Reputation: 3660
I have a ghostscript command that converts a pdf into several PNG images (one for every page). The command arguments are as follows:
-dNOPAUSE -q -r300 -sPAPERSIZE=a4 -dTextAlphaBits=4 -dGraphicsAlphaBits=4 -dUseTrimBox -sDEVICE=png16m -dBATCH -sOutputFile="C:\outputfile%d.png" -c \"30000000 setvmthreshold\" -f "C:\inputfile.pdf"
The pdf displays as regular A4 pages in Adobe Reader, but in the PNG images it becomes huge (2480 by 3507 pixels for instance).
if I change the resolution in the ghostscript command to -r110
the page size is correct but the image quality is very rastorized.

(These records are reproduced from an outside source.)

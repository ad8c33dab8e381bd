use crate::error::AppError;
use crate::expansion::ExpansionState;
use crate::gateway::{CredentialOutcome, CredentialProvider, GenerationGateway};
use crate::models::{ChatRequest, CredentialRequest, FileQuery, GenerateRequest, PathRequest};
use crate::project_store;
use crate::session::Session;
use actix_web::{get, post, web, HttpRequest, HttpResponse};
use log::{debug, info, warn};
use rust_embed::RustEmbed;
use serde_json::{json, Value};
use std::sync::Arc;
use std::time::Instant;
use tokio::sync::Mutex;

#[derive(RustEmbed)]
#[folder = "public/"]
struct Asset;

pub struct AppState {
    pub session: Mutex<Session>,
    pub gateway: Arc<dyn GenerationGateway>,
    pub credentials: Arc<dyn CredentialProvider>,
    pub history_window: usize,
}

impl AppState {
    pub fn new(
        gateway: Arc<dyn GenerationGateway>,
        credentials: Arc<dyn CredentialProvider>,
        history_window: usize,
    ) -> Self {
        Self {
            session: Mutex::new(Session::new()),
            gateway,
            credentials,
            history_window,
        }
    }

    /// New projects open with `expansion` applied instead of fully collapsed.
    pub fn with_default_expansion(mut self, expansion: ExpansionState) -> Self {
        self.session = Mutex::new(Session::with_default_expansion(expansion));
        self
    }

    fn note_failure(&self, err: &AppError) {
        if err.is_credential() {
            self.credentials.invalidate();
        }
    }
}

fn project_view(session: &Session) -> Result<Value, AppError> {
    let project = session.project().ok_or(AppError::NoActiveProject)?;
    let collisions: Vec<String> = session
        .tree()
        .collisions()
        .iter()
        .map(ToString::to_string)
        .collect();
    Ok(json!({
        "success": true,
        "project": {
            "id": project.id,
            "name": project.name,
            "browser": project.browser,
            "createdAt": project.created_at,
            "paths": project.files.keys().collect::<Vec<_>>(),
        },
        "tree": session.tree().roots(),
        "rows": session.visible_rows(),
        "collisions": collisions,
        "selectedPath": session.selected_path(),
        "expanded": session.expansion(),
        "generating": session.is_generating(),
        "chatting": session.is_chatting(),
    }))
}

fn bad_request(message: &str) -> HttpResponse {
    HttpResponse::BadRequest().json(json!({ "success": false, "error": message }))
}
use std::cmp::Ordering;

fn folded(name: &str) -> impl Iterator<Item = char> + '_ {
    name.chars().flat_map(char::to_lowercase)
}

/// Case-insensitive, character-by-character order. Digit runs are not
/// compared numerically, so `icon128` sorts before `icon16`. Names equal up
/// to case put lowercase first, so distinct names never compare equal.
pub fn locale_compare(a: &str, b: &str) -> Ordering {
    folded(a).cmp(folded(b)).then_with(|| b.cmp(a))
}
use crate::models::NodeKind;
use actix_web::http::StatusCode;
use actix_web::{HttpResponse, ResponseError};
use serde_json::json;

pub type Result<T> = std::result::Result<T, AppError>;

#[derive(Debug, Clone, PartialEq, Eq, thiserror::Error)]
pub enum AppError {
    #[error("Malformed path '{path}': {reason}")]
    MalformedPath { path: String, reason: &'static str },

    #[error("Path '{path}' is already a {existing}; conflicting declaration ignored")]
    PathTypeCollision { path: String, existing: NodeKind },

    #[error("A project needs at least one file")]
    EmptyProject,

    #[error("Generation failed: {0}")]
    Generation(String),

    #[error("Credential not configured or invalid: {0}")]
    Credential(String),

    #[error("No active project")]
    NoActiveProject,

    #[error("File not found in project: {0}")]
    UnknownFile(String),

    #[error("A {0} request is already in progress")]
    Busy(&'static str),

    #[error("The active project changed before the response arrived")]
    StaleResponse,
}

impl AppError {
    /// True when the caller should re-prompt for credentials instead of retrying.
    pub fn is_credential(&self) -> bool {
        matches!(self, AppError::Credential(_))
    }

    pub fn is_generation_failure(&self) -> bool {
        matches!(self, AppError::Generation(_) | AppError::Credential(_))
    }
}

impl ResponseError for AppError {
    fn status_code(&self) -> StatusCode {
        match self {
            AppError::MalformedPath { .. }
            | AppError::PathTypeCollision { .. }
            | AppError::EmptyProject => StatusCode::BAD_REQUEST,
            AppError::Generation(_) => StatusCode::BAD_GATEWAY,
            AppError::Credential(_) => StatusCode::UNAUTHORIZED,
            AppError::NoActiveProject | AppError::UnknownFile(_) => StatusCode::NOT_FOUND,
            AppError::Busy(_) | AppError::StaleResponse => StatusCode::CONFLICT,
        }
    }

    fn error_response(&self) -> HttpResponse {
        HttpResponse::build(self.status_code()).json(json!({
            "success": false,
            "error": self.to_string(),
            "credentialRequired": self.is_credential(),
        }))
    }
}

Is there another way to improve the quality of the image without affecting the image size?
Thanks
Upvotes: 12
Views: 23880
Reputation: 349
I had a similar problem, where PDF conversion to PNG using ghostscript resulted in an image with much greater dimensions (including extra white space). I solved the issue by using
-dUseCropBox
... which sets the page size to the CropBox rather than the MediaBox
Upvotes: 3
Reputation: 3660
Got it! Added the following parameter to my GS command:
-dDownScaleFactor=3
From the GS documentation:
This causes the internal rendering to be scaled down by the given (small integer) factor before being output. For example, the following will produce a 200dpi output png from a 300dpi internal rendering:
gs -sDEVICE=png16m -r600 -dDownScaleFactor=3 -o tiger.png\ examples/tiger.png
Upvotes: 16
Reputation: 21
use them
gs
-sDEVICE=png16m
-dDEVICEWIDTHPOINTS=$l
-dDEVICEHEIGHTPOINTS=$h
-r600
-dDownScaleFactor=3
-o tiger.png\
examples/tiger.png
where $w
is the width and $h
the height
Upvotes: 2
Reputation: 3738
The quality-size tradeoff is inevitable. You may choose a different compression to keep size down while maintaining reasonable quality. E.g. DCT (jpeg) or jpeg2000 if your content mainly consists of photographic images or CCITT or JBIG2 if your content is mainly black and white.